--- START ---

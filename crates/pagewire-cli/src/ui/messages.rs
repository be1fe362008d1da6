//! Status message functions for terminal output.

use owo_colors::{OwoColorize, Stream::Stderr};

/// Print a success message to stderr.
pub fn success(message: &str) {
    eprintln!(
        "{} {}",
        "✓".if_supports_color(Stderr, |s| s.green().bold().to_string()),
        message
    );
}

/// Print an info message to stderr.
pub fn info(message: &str) {
    eprintln!(
        "{} {}",
        "ℹ".if_supports_color(Stderr, |s| s.blue().bold().to_string()),
        message
    );
}

/// Print a warning message to stderr.
pub fn warning(message: &str) {
    eprintln!(
        "{} {}",
        "⚠".if_supports_color(Stderr, |s| s.yellow().bold().to_string()),
        message.if_supports_color(Stderr, |s| s.yellow())
    );
}

/// Print an error message to stderr.
pub fn error(message: &str) {
    eprintln!(
        "{} {}",
        "✗".if_supports_color(Stderr, |s| s.red().bold().to_string()),
        message.if_supports_color(Stderr, |s| s.red())
    );
}

/// Print a dimmed detail line to stderr, only when `RUST_LOG` is set.
pub fn debug(message: &str) {
    if std::env::var_os("RUST_LOG").is_some() {
        eprintln!(
            "{} {}",
            "◆".if_supports_color(Stderr, |s| s.dimmed()),
            message.if_supports_color(Stderr, |s| s.dimmed())
        );
    }
}

#[cfg(test)]
mod tests {
    use super::*;

    #[test]
    fn test_status_messages() {
        success("Success message");
        info("Info message");
        warning("Warning message");
        error("Error message");
        debug("Debug message");
    }
}
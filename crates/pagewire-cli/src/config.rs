//! Configuration loading for CLI commands.
//!
//! Priority: CLI flags > `PAGEWIRE_*` environment > config file (with the
//! selected profile merged in) > defaults.

use pagewire_config::{ConfigLoader, PagewireConfig, validate_fs};
use serde_json::{Map, Value, json};
use std::path::{Path, PathBuf};

use crate::cli::{ConfigArgs, PlanArgs};
use crate::commands::utils;
use crate::error::Result;

/// A loaded configuration together with where it came from.
#[derive(Debug, Clone)]
pub struct LoadedConfig {
    pub config: PagewireConfig,
    pub project_root: PathBuf,
    /// Config file read, if any
    pub source: Option<PathBuf>,
    pub profile: Option<String>,
}

/// Load and validate configuration for `args`, applying `overrides` last.
pub fn load(args: &ConfigArgs, overrides: Value) -> Result<LoadedConfig> {
    let cwd = utils::get_cwd()?;
    let project_root = utils::resolve_project_root(args.cwd.as_deref(), &cwd)?;
    let file = args
        .config
        .as_deref()
        .map(|path| utils::resolve_path(path, &cwd));

    let loader = ConfigLoader::new(&project_root)
        .file(file)
        .profile(args.profile.clone())
        .overrides(overrides);
    let source = loader.config_file();

    let config = loader.load()?;
    validate_fs(&config, &project_root)?;

    tracing::debug!(
        root = %project_root.display(),
        source = ?source,
        profile = ?args.profile,
        "configuration loaded"
    );

    Ok(LoadedConfig {
        config,
        project_root,
        source,
        profile: args.profile.clone(),
    })
}

/// Convert `plan` flags into an override layer. Only flags that were given
/// appear in the result.
pub fn plan_overrides(args: &PlanArgs) -> Value {
    let mut entries = Map::new();
    if let Some(pattern) = &args.pattern {
        entries.insert("pattern".to_string(), json!(pattern));
    }
    if let Some(naming) = args.naming {
        entries.insert(
            "naming".to_string(),
            json!(pagewire_config::NamingScheme::from(naming).to_string()),
        );
    }
    if let Some(marker) = &args.root_marker {
        entries.insert("root_marker".to_string(), json!(marker));
    }

    let mut output = Map::new();
    if let Some(out_dir) = &args.out_dir {
        output.insert("output_root".to_string(), json!(out_dir));
    }
    if let Some(public_path) = &args.public_path {
        output.insert("public_path".to_string(), json!(public_path));
    }

    let mut overrides = Map::new();
    if !entries.is_empty() {
        overrides.insert("entries".to_string(), Value::Object(entries));
    }
    if !output.is_empty() {
        overrides.insert("output".to_string(), Value::Object(output));
    }
    Value::Object(overrides)
}

/// Display a path relative to the project root when it lives inside it.
pub fn display_path(path: &Path, project_root: &Path) -> String {
    path.strip_prefix(project_root)
        .unwrap_or(path)
        .display()
        .to_string()
}
//! Shared utilities for command implementations.
//!
//! - Path resolution and project root validation
//! - Guarded removal of build output
//! - Writing generated files

use crate::error::{BuildError, CliError, Result, ResultExt};
use std::fs;
use std::path::{Path, PathBuf};

/// Resolve a path relative to a working directory.
///
/// If the path is absolute, returns it unchanged. Otherwise, joins it with
/// the working directory.
pub fn resolve_path(path: &Path, cwd: &Path) -> PathBuf {
    if path.is_absolute() {
        path.to_path_buf()
    } else {
        cwd.join(path)
    }
}

/// Get the current working directory.
pub fn get_cwd() -> Result<PathBuf> {
    std::env::current_dir().map_err(|e| {
        CliError::Io(std::io::Error::new(
            e.kind(),
            format!("Failed to get current directory: {}", e),
        ))
    })
}

/// Resolve the project root: `--cwd` when given (relative to `cwd`), else
/// `cwd` itself. The result must be an existing directory.
pub fn resolve_project_root(explicit: Option<&Path>, cwd: &Path) -> Result<PathBuf> {
    let root = match explicit {
        Some(path) => path_clean::clean(resolve_path(path, cwd)),
        None => cwd.to_path_buf(),
    };

    if !root.exists() {
        return Err(CliError::InvalidArgument(format!(
            "Project root does not exist: {}",
            root.display()
        )));
    }
    if !root.is_dir() {
        return Err(CliError::InvalidArgument(format!(
            "Project root is not a directory: {}",
            root.display()
        )));
    }

    Ok(root)
}

/// Reject paths a clean must never touch.
///
/// `path` has to sit strictly inside `project_root` and must not be the
/// filesystem root or the user's home directory.
pub fn check_clean_target(path: &Path, project_root: &Path) -> Result<()> {
    let path = path_clean::clean(path);
    let root = path_clean::clean(project_root);
    let unsafe_target = |reason: &str| -> CliError {
        BuildError::UnsafeCleanTarget {
            path: path.clone(),
            reason: reason.to_string(),
        }
        .into()
    };

    if path.parent().is_none() {
        return Err(unsafe_target("filesystem root"));
    }
    if let Some(home) = std::env::var_os("HOME").map(PathBuf::from) {
        if path == home {
            return Err(unsafe_target("home directory"));
        }
    }
    if path == root {
        return Err(unsafe_target("project root"));
    }
    if !path.starts_with(&root) {
        return Err(unsafe_target("outside the project root"));
    }
    Ok(())
}

/// Remove everything matched by `targets` (globs relative to
/// `project_root`).
///
/// Every match is checked with [`check_clean_target`] before anything is
/// removed. With `dry_run` nothing is removed. Returns the matched paths.
pub fn clean_targets(project_root: &Path, targets: &[String], dry_run: bool) -> Result<Vec<PathBuf>> {
    let root = path_clean::clean(project_root);
    let prefix = glob::Pattern::escape(&root.to_string_lossy());

    let mut matched = Vec::new();
    for target in targets {
        let pattern = if Path::new(target).is_absolute() {
            target.clone()
        } else {
            format!("{}/{}", prefix, target.trim_start_matches("./"))
        };
        let paths = glob::glob(&pattern).map_err(|e| {
            CliError::InvalidArgument(format!("Invalid clean target '{}': {}", target, e))
        })?;
        for path in paths {
            let path = path.map_err(|e| CliError::Io(e.into_error()))?;
            check_clean_target(&path, &root)?;
            matched.push(path);
        }
    }

    if !dry_run {
        for path in &matched {
            // an earlier target may already have removed it
            if path.is_dir() {
                fs::remove_dir_all(path).with_path(path)?;
            } else if path.exists() {
                fs::remove_file(path).with_path(path)?;
            }
        }
    }

    Ok(matched)
}

/// Write `contents` to `path`, creating parent directories.
pub async fn write_file(path: &Path, contents: &str) -> Result<()> {
    let not_writable = |_| BuildError::OutputNotWritable(path.to_path_buf());
    if let Some(parent) = path.parent().filter(|p| !p.as_os_str().is_empty()) {
        tokio::fs::create_dir_all(parent).await.map_err(not_writable)?;
    }
    tokio::fs::write(path, contents).await.map_err(not_writable)?;
    Ok(())
}

#[cfg(test)]
mod tests {
    use super::*;
    use tempfile::TempDir;

    #[test]
    fn test_resolve_path_absolute() {
        let resolved = resolve_path(Path::new("/absolute/path"), Path::new("/some/dir"));
        assert_eq!(resolved, PathBuf::from("/absolute/path"));
    }

    #[test]
    fn test_resolve_path_relative() {
        let resolved = resolve_path(Path::new("relative/path"), Path::new("/some/dir"));
        assert_eq!(resolved, PathBuf::from("/some/dir/relative/path"));
    }

    #[test]
    fn test_resolve_project_root_missing() {
        let temp = TempDir::new().unwrap();
        let err = resolve_project_root(Some(Path::new("nope")), temp.path()).unwrap_err();
        assert!(matches!(err, CliError::InvalidArgument(_)));
    }

    #[test]
    fn test_resolve_project_root_file() {
        let temp = TempDir::new().unwrap();
        fs::write(temp.path().join("file.txt"), "").unwrap();
        let err = resolve_project_root(Some(Path::new("file.txt")), temp.path()).unwrap_err();
        assert!(err.to_string().contains("not a directory"));
    }

    #[test]
    fn test_check_clean_target_rejects_dangerous_paths() {
        let root = Path::new("/site");
        assert!(check_clean_target(Path::new("/"), root).is_err());
        assert!(check_clean_target(Path::new("/site"), root).is_err());
        assert!(check_clean_target(Path::new("/site/../etc"), root).is_err());
        assert!(check_clean_target(Path::new("/other/dist"), root).is_err());
        assert!(check_clean_target(Path::new("/site/dist/js"), root).is_ok());
    }

    #[test]
    fn test_clean_targets_removes_contents() {
        let temp = TempDir::new().unwrap();
        let dist = temp.path().join("dist");
        fs::create_dir_all(dist.join("js")).unwrap();
        fs::write(dist.join("js/app.js"), "").unwrap();
        fs::write(dist.join("index.html"), "").unwrap();

        let removed = clean_targets(temp.path(), &["dist/*".to_string()], false).unwrap();
        assert_eq!(removed.len(), 2);
        assert!(dist.exists(), "output root itself is kept");
        assert_eq!(fs::read_dir(&dist).unwrap().count(), 0);
    }

    #[test]
    fn test_clean_targets_dry_run_keeps_files() {
        let temp = TempDir::new().unwrap();
        let dist = temp.path().join("dist");
        fs::create_dir_all(&dist).unwrap();
        fs::write(dist.join("index.html"), "").unwrap();

        let matched = clean_targets(temp.path(), &["dist/*".to_string()], true).unwrap();
        assert_eq!(matched, vec![dist.join("index.html")]);
        assert!(dist.join("index.html").exists());
    }

    #[test]
    fn test_clean_targets_refuses_escape() {
        let temp = TempDir::new().unwrap();
        let project = temp.path().join("site");
        fs::create_dir_all(&project).unwrap();
        fs::write(temp.path().join("precious.txt"), "").unwrap();

        let err = clean_targets(&project, &["../*".to_string()], false).unwrap_err();
        assert!(matches!(err, CliError::Build(BuildError::UnsafeCleanTarget { .. })));
        assert!(temp.path().join("precious.txt").exists());
    }

    #[tokio::test]
    async fn test_write_file_creates_parents() {
        let temp = TempDir::new().unwrap();
        let path = temp.path().join("out/plan.json");
        write_file(&path, "{}").await.unwrap();
        assert_eq!(fs::read_to_string(path).unwrap(), "{}");
    }
}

--- END ---

◆ Problem to solve ◆
Check each line of the data above for the word "source". Report how many lines have it, and nothing else.

◆ Finished exercise ◆
4